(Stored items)
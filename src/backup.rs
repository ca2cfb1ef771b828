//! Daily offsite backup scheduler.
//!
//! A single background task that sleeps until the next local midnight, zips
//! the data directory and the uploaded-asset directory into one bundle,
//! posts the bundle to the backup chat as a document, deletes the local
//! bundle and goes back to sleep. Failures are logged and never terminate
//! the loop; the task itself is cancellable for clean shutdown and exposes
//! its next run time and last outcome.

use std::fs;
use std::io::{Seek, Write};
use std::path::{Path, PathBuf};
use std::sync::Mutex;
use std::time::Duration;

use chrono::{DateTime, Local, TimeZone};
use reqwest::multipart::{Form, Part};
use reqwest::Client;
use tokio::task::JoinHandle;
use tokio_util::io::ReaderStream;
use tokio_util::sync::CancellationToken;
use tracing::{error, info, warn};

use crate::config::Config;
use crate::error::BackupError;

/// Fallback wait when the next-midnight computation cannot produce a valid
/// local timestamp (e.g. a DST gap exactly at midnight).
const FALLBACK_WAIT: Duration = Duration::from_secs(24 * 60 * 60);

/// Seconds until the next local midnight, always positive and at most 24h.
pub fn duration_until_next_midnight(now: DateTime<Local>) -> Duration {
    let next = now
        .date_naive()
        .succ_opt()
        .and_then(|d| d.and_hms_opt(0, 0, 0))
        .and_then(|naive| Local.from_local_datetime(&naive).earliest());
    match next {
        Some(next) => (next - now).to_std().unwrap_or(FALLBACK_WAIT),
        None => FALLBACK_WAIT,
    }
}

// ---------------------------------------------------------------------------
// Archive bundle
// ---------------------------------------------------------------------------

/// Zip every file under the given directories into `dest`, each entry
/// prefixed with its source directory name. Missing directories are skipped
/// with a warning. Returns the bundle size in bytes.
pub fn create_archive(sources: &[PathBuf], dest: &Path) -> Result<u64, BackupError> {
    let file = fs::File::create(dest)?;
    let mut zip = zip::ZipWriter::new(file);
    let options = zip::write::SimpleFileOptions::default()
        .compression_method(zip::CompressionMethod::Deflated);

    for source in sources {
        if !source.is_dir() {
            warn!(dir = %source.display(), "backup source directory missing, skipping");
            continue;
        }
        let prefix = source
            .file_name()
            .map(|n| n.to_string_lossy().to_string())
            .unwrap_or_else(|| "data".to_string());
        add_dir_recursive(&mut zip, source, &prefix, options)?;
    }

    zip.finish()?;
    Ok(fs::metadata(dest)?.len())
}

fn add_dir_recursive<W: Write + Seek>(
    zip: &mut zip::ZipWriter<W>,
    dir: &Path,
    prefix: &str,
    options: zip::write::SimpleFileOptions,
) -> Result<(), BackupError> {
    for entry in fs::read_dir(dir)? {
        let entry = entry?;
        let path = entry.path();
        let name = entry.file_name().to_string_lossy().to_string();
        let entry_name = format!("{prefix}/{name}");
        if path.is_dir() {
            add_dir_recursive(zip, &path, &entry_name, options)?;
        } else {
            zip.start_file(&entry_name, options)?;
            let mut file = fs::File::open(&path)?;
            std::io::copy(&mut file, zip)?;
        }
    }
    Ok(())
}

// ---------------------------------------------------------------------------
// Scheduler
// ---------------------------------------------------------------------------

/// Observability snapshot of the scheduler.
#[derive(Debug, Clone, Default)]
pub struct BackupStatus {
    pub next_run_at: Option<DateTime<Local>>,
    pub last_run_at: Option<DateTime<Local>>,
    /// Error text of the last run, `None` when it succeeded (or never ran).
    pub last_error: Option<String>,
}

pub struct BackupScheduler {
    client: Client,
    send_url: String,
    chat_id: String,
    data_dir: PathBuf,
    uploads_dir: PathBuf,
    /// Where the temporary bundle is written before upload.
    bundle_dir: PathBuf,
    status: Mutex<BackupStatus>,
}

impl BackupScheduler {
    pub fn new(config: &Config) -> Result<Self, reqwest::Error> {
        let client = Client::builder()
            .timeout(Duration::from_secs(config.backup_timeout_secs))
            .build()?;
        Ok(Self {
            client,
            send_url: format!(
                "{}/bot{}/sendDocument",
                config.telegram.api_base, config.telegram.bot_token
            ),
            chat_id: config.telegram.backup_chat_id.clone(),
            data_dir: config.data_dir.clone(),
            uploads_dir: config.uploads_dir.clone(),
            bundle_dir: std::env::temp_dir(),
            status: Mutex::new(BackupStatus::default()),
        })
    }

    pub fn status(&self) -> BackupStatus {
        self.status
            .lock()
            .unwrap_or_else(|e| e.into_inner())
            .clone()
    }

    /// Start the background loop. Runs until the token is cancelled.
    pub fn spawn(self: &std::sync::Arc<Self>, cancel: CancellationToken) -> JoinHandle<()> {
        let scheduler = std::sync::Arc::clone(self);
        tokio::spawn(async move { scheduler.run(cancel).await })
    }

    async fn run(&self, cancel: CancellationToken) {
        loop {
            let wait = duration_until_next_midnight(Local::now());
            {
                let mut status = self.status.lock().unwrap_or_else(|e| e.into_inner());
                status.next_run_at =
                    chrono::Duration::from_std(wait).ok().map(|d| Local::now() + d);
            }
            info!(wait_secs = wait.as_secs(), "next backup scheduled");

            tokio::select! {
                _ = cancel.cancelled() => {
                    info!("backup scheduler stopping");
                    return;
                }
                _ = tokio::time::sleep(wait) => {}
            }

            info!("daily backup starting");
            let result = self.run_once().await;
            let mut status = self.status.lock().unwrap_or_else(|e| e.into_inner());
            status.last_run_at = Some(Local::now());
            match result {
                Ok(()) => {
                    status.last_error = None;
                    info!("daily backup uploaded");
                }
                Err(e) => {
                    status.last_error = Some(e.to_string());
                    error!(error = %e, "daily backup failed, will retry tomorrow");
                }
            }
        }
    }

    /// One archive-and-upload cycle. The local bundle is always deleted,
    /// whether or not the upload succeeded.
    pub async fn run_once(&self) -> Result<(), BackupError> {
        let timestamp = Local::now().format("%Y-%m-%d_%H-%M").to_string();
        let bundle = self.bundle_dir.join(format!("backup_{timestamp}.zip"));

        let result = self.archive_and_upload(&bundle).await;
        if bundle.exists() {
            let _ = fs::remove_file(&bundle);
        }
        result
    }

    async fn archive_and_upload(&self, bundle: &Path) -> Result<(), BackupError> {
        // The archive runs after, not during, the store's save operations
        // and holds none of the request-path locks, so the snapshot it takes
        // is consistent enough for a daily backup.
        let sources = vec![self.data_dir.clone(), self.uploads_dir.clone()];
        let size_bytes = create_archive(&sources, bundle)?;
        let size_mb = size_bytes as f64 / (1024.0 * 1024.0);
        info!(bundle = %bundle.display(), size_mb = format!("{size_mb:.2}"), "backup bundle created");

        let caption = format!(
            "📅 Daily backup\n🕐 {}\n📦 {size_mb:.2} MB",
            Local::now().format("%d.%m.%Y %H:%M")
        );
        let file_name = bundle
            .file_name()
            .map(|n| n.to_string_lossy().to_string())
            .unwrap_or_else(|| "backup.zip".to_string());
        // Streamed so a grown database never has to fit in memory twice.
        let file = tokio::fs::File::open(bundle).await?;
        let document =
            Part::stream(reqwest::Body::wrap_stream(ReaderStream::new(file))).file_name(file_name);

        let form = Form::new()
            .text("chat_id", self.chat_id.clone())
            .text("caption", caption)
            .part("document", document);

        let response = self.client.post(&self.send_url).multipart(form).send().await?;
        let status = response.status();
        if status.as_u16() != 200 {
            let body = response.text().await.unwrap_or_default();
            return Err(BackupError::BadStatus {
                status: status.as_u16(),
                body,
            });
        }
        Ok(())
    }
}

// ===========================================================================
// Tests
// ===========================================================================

__WORK TO BE COMPLETED__:
Exact copies of the lines from the start of the data up to the line holding "d.and_hms_opt(0, 0, 0))", both included, are all that is needed.

__FINISHED TASK__:
filename src/backup.rs
repository ca2cfb1ef771b828
//! Daily offsite backup scheduler.
//!
//! A single background task that sleeps until the next local midnight, zips
//! the data directory and the uploaded-asset directory into one bundle,
//! posts the bundle to the backup chat as a document, deletes the local
//! bundle and goes back to sleep. Failures are logged and never terminate
//! the loop; the task itself is cancellable for clean shutdown and exposes
//! its next run time and last outcome.

use std::fs;
use std::io::{Seek, Write};
use std::path::{Path, PathBuf};
use std::sync::Mutex;
use std::time::Duration;

use chrono::{DateTime, Local, TimeZone};
use reqwest::multipart::{Form, Part};
use reqwest::Client;
use tokio::task::JoinHandle;
use tokio_util::io::ReaderStream;
use tokio_util::sync::CancellationToken;
use tracing::{error, info, warn};

use crate::config::Config;
use crate::error::BackupError;

/// Fallback wait when the next-midnight computation cannot produce a valid
/// local timestamp (e.g. a DST gap exactly at midnight).
const FALLBACK_WAIT: Duration = Duration::from_secs(24 * 60 * 60);

/// Seconds until the next local midnight, always positive and at most 24h.
pub fn duration_until_next_midnight(now: DateTime<Local>) -> Duration {
    let next = now
        .date_naive()
        .succ_opt()
        .and_then(|d| d.and_hms_opt(0, 0, 0))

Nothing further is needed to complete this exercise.